Required action
Copy every line that contains the string "returns" from the entries below.

(Saved data entries)
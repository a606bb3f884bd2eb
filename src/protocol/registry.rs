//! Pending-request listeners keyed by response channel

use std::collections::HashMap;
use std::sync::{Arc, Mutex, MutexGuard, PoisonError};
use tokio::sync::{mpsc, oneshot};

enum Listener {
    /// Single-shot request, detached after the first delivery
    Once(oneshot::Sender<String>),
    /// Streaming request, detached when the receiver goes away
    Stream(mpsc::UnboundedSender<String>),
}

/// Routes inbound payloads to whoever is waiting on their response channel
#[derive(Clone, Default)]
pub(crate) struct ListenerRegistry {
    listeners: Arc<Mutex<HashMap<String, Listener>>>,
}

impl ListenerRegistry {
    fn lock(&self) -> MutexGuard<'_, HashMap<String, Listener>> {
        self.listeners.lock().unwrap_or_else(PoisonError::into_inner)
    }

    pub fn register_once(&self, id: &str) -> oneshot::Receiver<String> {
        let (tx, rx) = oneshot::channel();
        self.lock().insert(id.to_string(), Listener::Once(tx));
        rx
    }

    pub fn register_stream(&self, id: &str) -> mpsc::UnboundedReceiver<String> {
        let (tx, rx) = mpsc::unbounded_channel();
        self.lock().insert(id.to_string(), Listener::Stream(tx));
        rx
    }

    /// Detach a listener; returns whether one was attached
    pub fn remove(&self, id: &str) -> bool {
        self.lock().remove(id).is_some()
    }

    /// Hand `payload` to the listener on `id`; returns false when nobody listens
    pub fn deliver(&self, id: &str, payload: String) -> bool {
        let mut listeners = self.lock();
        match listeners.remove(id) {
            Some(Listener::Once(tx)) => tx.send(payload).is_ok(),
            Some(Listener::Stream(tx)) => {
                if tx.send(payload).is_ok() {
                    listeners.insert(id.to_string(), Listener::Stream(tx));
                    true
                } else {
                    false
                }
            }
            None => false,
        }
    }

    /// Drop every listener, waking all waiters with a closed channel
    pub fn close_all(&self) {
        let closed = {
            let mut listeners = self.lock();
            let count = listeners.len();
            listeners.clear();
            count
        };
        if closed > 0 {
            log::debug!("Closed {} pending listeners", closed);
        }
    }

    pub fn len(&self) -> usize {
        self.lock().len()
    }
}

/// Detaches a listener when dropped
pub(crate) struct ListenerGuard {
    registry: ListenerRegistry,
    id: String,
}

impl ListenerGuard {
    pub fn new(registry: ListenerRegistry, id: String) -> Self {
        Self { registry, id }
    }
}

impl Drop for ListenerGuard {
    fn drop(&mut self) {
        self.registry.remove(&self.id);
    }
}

---

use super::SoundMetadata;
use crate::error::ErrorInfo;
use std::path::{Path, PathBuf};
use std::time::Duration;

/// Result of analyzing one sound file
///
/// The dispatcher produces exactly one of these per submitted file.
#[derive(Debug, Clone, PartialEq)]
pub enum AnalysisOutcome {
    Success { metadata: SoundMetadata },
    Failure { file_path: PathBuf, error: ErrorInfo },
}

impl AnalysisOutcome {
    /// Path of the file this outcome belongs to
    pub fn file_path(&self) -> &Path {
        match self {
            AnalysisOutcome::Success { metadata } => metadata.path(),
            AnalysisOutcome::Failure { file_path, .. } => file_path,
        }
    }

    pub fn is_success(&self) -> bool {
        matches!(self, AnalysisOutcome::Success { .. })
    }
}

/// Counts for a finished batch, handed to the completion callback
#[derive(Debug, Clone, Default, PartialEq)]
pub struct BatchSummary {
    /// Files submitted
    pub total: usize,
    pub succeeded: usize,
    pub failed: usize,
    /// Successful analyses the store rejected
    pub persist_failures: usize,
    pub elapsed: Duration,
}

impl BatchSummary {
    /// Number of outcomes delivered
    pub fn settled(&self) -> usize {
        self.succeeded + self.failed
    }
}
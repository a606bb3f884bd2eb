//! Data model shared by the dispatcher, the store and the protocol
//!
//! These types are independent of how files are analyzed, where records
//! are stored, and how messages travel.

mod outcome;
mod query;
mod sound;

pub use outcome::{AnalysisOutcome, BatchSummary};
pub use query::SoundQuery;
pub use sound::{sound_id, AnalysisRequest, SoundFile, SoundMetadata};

...

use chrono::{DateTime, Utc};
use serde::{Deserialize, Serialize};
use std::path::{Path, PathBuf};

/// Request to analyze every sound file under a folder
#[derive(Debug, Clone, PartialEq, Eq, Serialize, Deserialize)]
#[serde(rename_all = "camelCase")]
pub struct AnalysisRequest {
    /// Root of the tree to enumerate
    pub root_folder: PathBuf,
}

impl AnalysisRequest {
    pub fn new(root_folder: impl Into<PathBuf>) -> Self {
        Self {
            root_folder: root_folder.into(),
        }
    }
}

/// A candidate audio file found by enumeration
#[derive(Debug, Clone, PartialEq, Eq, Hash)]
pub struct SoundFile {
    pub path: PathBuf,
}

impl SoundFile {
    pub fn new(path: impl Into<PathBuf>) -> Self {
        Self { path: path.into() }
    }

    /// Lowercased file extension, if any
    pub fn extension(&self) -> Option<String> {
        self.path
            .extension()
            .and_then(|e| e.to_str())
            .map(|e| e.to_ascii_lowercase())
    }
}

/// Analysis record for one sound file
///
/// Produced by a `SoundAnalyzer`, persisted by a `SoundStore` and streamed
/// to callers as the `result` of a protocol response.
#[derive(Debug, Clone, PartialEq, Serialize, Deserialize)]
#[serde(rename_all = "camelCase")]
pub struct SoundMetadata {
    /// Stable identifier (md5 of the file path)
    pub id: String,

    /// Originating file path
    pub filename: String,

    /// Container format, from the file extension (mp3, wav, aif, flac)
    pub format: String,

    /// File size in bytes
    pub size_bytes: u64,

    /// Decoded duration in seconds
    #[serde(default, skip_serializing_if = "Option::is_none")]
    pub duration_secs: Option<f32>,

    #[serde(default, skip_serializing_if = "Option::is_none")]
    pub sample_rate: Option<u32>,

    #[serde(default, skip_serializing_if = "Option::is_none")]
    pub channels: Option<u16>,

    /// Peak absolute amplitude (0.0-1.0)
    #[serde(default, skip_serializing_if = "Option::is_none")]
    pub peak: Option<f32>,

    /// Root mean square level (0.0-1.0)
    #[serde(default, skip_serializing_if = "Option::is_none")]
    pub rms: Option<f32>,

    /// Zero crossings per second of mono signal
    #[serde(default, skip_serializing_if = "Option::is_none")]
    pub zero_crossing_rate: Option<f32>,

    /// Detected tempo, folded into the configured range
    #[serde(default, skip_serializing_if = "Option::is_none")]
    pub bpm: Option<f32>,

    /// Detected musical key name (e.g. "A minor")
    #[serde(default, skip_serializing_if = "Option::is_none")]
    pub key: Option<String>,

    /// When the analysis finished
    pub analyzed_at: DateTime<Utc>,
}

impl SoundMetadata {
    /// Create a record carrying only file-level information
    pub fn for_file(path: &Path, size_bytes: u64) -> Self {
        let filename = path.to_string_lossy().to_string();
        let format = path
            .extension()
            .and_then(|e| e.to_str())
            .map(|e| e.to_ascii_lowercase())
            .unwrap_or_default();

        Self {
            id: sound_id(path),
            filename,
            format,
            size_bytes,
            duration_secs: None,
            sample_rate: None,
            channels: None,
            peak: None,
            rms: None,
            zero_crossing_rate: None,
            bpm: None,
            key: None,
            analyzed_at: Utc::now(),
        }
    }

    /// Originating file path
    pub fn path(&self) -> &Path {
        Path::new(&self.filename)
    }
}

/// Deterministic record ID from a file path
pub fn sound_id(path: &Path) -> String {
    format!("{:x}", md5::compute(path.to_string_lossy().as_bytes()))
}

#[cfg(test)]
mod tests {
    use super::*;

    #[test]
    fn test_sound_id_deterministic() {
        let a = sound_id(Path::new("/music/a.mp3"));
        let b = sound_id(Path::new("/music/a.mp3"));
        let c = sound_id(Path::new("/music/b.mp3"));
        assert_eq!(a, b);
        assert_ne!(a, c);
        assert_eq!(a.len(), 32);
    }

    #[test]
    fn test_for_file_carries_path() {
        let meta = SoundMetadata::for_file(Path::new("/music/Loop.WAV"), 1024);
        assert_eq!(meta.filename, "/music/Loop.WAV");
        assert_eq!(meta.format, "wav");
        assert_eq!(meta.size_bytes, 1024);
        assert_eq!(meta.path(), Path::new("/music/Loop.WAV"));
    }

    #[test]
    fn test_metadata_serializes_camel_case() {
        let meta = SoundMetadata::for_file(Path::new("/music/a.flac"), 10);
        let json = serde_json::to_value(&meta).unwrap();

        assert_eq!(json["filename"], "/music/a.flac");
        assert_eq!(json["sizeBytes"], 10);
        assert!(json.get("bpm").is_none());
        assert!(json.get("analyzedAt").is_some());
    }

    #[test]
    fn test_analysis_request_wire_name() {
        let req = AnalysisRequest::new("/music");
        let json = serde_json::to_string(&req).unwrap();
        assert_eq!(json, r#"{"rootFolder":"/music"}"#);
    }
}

Final answer
    /// Detach a listener; returns whether one was attached
    /// Hand `payload` to the listener on `id`; returns false when nobody listens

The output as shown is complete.